Entendemos que este estado de cosas representa una ocasión propicia para una transformación social y de mentalidad, una reflexión que conduzca a nuevas prácticas y más constructivas. Y, siendo el envejecer un proceso biológico y cultural, es prioritario cuestionar los prejuicios y el imaginario social en relación a llegar a viejo. Así como resignificar la vejez, es decir, dar sentidos diferentes a esta a partir de una nueva comprensión sobre ella. De modo que la vejez pueda considerarse, como la vida misma, efímera y frágil, y precisamente por su fugacidad y vulnerabilidad, fuerte, porque se ha llegado a su tiempo.
Por otra parte, esta etapa no es un hecho cerrado que comienza a una edad dictada por la oficialidad de la jubilación, pues el envejecer, por el contrario, es un devenir, un fluir, un complejo proceso vital en donde se incorpora la biografía, los cambios emocionales y cognitivos, es decir, una transformación biológica y subjetiva, en donde hay una mayor presencia y afrontamiento de las pérdidas y la perspectiva de la propia muerte.

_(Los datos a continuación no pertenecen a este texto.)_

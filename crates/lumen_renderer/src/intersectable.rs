//! Intersectable trait, GeoPoint and the Geometries composite.

use std::fmt;
use std::sync::Arc;

use lumen_math::{align_zero, Color, MathResult, Point, Ray, Vector};

use crate::Material;

/// An intersection point paired with the geometry it lies on.
///
/// Produced transiently by intersection queries. Equality compares the
/// point only.
#[derive(Clone, Copy)]
pub struct GeoPoint<'a> {
    pub geometry: &'a dyn Geometry,
    pub point: Point,
}

impl<'a> GeoPoint<'a> {
    pub fn new(geometry: &'a dyn Geometry, point: Point) -> Self {
        Self { geometry, point }
    }
}

impl PartialEq for GeoPoint<'_> {
    fn eq(&self, other: &Self) -> bool {
        self.point == other.point
    }
}

impl fmt::Debug for GeoPoint<'_> {
    fn fmt(&self, f: &mut fmt::Formatter<'_>) -> fmt::Result {
        f.debug_struct("GeoPoint").field("point", &self.point).finish()
    }
}

/// Anything a ray can be intersected with.
pub trait Intersectable: Send + Sync {
    /// All intersections at parametric distance `t` in `(0, max_distance]`.
    ///
    /// No ordering is guaranteed.
    fn find_geo_intersections(&self, ray: &Ray, max_distance: f64) -> Vec<GeoPoint<'_>>;

    /// Intersection points along the whole ray.
    fn find_intersections(&self, ray: &Ray) -> Vec<Point> {
        self.find_geo_intersections(ray, f64::INFINITY)
            .into_iter()
            .map(|gp| gp.point)
            .collect()
    }

    /// The intersection closest to the ray head, if any.
    fn find_closest_intersection(&self, ray: &Ray, max_distance: f64) -> Option<GeoPoint<'_>> {
        let head = ray.head();
        self.find_geo_intersections(ray, max_distance)
            .into_iter()
            .min_by(|a, b| {
                head.distance_squared(a.point)
                    .total_cmp(&head.distance_squared(b.point))
            })
    }
}

/// Emission and material shared by every geometry variant.
#[derive(Debug, Clone, Copy, Default, PartialEq)]
pub struct Surface {
    pub emission: Color,
    pub material: Material,
}

/// A shaded primitive: intersectable, with a surface normal and a surface.
pub trait Geometry: Intersectable {
    /// Outward unit normal at a point on the surface.
    fn normal_at(&self, point: Point) -> MathResult<Vector>;

    fn surface(&self) -> &Surface;

    fn emission(&self) -> Color {
        self.surface().emission
    }

    fn material(&self) -> &Material {
        &self.surface().material
    }
}

/// Returns true if `t` lies in `(0, max_distance]` up to tolerance.
#[inline]
pub(crate) fn within(t: f64, max_distance: f64) -> bool {
    align_zero(t) > 0.0 && align_zero(t - max_distance) <= 0.0
}

/// Map hit distances along `ray` to geo points on `geometry`.
pub(crate) fn geo_points<'a>(
    geometry: &'a dyn Geometry,
    ray: &Ray,
    distances: impl IntoIterator<Item = f64>,
) -> Vec<GeoPoint<'a>> {
    distances
        .into_iter()
        .map(|t| GeoPoint::new(geometry, ray.point_at(t)))
        .collect()
}

/// A composite of intersectables.
///
/// Children are shared, so the same geometry may appear in several
/// composites. Insertion order does not affect results.
#[derive(Clone, Default)]
pub struct Geometries {
    items: Vec<Arc<dyn Intersectable>>,
}

impl Geometries {
    /// Create a new empty composite.
    pub fn new() -> Self {
        Self { items: Vec::new() }
    }

    /// Add an intersectable to the composite.
    pub fn add(&mut self, item: impl Intersectable + 'static) {
        self.items.push(Arc::new(item));
    }

    /// Add an intersectable that is shared with other owners.
    pub fn add_shared(&mut self, item: Arc<dyn Intersectable>) {
        self.items.push(item);
    }

    /// Builder-style [`Geometries::add`].
    pub fn with(mut self, item: impl Intersectable + 'static) -> Self {
        self.add(item);
        self
    }

    /// Get the number of children.
    pub fn len(&self) -> usize {
        self.items.len()
    }

    /// Check if the composite is empty.
    pub fn is_empty(&self) -> bool {
        self.items.is_empty()
    }
}

impl Intersectable for Geometries {
    fn find_geo_intersections(&self, ray: &Ray, max_distance: f64) -> Vec<GeoPoint<'_>> {
        self.items
            .iter()
            .flat_map(|item| item.find_geo_intersections(ray, max_distance))
            .collect()
    }
}

#[cfg(test)]
mod tests {
    use super::*;
    use crate::{Plane, Polygon, Sphere, Triangle};

    fn v(x: f64, y: f64, z: f64) -> Vector {
        Vector::new(x, y, z).unwrap()
    }

    fn p(x: f64, y: f64, z: f64) -> Point {
        Point::new(x, y, z)
    }

    fn sample() -> Geometries {
        Geometries::new()
            .with(Sphere::new(p(0.0, 0.0, 1.0), 1.0).unwrap())
            .with(Triangle::new(p(-4.0, -4.0, 0.0), p(4.0, -4.0, 0.0), p(0.0, 4.0, 0.0)).unwrap())
            .with(Plane::new(p(0.0, 0.0, 5.0), v(0.0, 0.0, 1.0)))
    }

    #[test]
    fn test_empty_collection() {
        let geometries = Geometries::new();
        let ray = Ray::new(p(0.0, 0.0, -1.0), v(0.0, 0.0, 1.0));

        assert!(geometries.is_empty());
        assert!(geometries.find_geo_intersections(&ray, f64::INFINITY).is_empty());
        assert!(geometries.find_closest_intersection(&ray, f64::INFINITY).is_none());
    }

    #[test]
    fn test_no_shape_hit() {
        let ray = Ray::new(p(0.0, 0.0, -1.0), v(0.0, 0.0, -1.0));
        assert!(sample().find_intersections(&ray).is_empty());
    }

    #[test]
    fn test_some_shapes_hit() {
        // Misses the sphere, crosses the triangle plane outside it, hits the plane
        let ray = Ray::new(p(10.0, 10.0, -1.0), v(0.0, 0.0, 1.0));
        assert_eq!(sample().find_intersections(&ray).len(), 1);
    }

    #[test]
    fn test_all_shapes_hit() {
        let geometries = sample();
        let ray = Ray::new(p(0.0, 0.0, -1.0), v(0.0, 0.0, 1.0));

        // Triangle, two sphere points and the plane
        assert_eq!(geometries.find_intersections(&ray).len(), 4);

        let closest = geometries
            .find_closest_intersection(&ray, f64::INFINITY)
            .unwrap();
        assert!(closest.point.abs_diff_eq(p(0.0, 0.0, 0.0), 1e-9));
    }

    #[test]
    fn test_max_distance_limits_results() {
        let geometries = sample();
        let ray = Ray::new(p(0.0, 0.0, -1.0), v(0.0, 0.0, 1.0));

        // Triangle at t=1, sphere at t=1 and t=3, plane at t=6
        assert_eq!(geometries.find_geo_intersections(&ray, 2.5).len(), 2);
        assert_eq!(geometries.find_geo_intersections(&ray, 3.0).len(), 3);
        assert!(geometries.find_geo_intersections(&ray, 0.5).is_empty());
    }

    #[test]
    fn test_nested_composites() {
        let inner = Geometries::new().with(Sphere::new(p(0.0, 0.0, 10.0), 1.0).unwrap());
        let outer = Geometries::new()
            .with(inner)
            .with(Polygon::new(&[p(-1.0, -1.0, 2.0), p(1.0, -1.0, 2.0), p(1.0, 1.0, 2.0), p(-1.0, 1.0, 2.0)]).unwrap());
        let ray = Ray::new(Point::ZERO, v(0.0, 0.0, 1.0));

        assert_eq!(outer.find_intersections(&ray).len(), 3);
        let closest = outer.find_closest_intersection(&ray, f64::INFINITY).unwrap();
        assert!(closest.point.abs_diff_eq(p(0.0, 0.0, 2.0), 1e-9));
    }

    #[test]
    fn test_closest_is_minimum_for_any_count() {
        let ray = Ray::new(Point::ZERO, v(1.0, 0.0, 0.0));
        let mut geometries = Geometries::new();
        for (i, x) in [9.0, 3.0, 7.0, 5.0].into_iter().enumerate() {
            geometries.add(Sphere::new(p(x, 0.0, 0.0), 0.5).unwrap());
            let closest = geometries.find_closest_intersection(&ray, f64::INFINITY).unwrap();
            let expected = [9.0, 3.0, 3.0, 3.0][i] - 0.5;
            assert!(closest.point.abs_diff_eq(p(expected, 0.0, 0.0), 1e-9));
        }
    }

    #[test]
    fn test_geo_point_equality_by_point() {
        let a = Sphere::new(Point::ZERO, 1.0).unwrap();
        let b = Plane::new(Point::ZERO, v(0.0, 0.0, 1.0));
        let pt = p(0.0, 0.0, 1.0);
        assert_eq!(GeoPoint::new(&a, pt), GeoPoint::new(&b, pt));
        assert_ne!(GeoPoint::new(&a, pt), GeoPoint::new(&a, Point::ZERO));
    }
}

Todo ello plantea al psiquismo la necesidad de atender este proceso y los avatares del paso del tiempo en las mejores condiciones posibles.
Concluyo con esta cita tan sugerente de Chantal Maillard (La mujer de pie): Pensé en remendar el toldo de la terraza. No porque amenazara con seguir desgarrándose sino porque rompía la armonía, tanta es la inercia en considerar imperfecto aquello que abandona su estado primero. Pero ¿no era perfecta, acaso, esa desgarradura? Mientras el sol iba desapareciendo tras la neblina de las montañas, vi la luz filtrándose por ella. Y me encontré anciana, empeñada neciamente en remendar la vejez de las cosas en vez de atender a la luz a la que la vejez, y solo ella, da paso.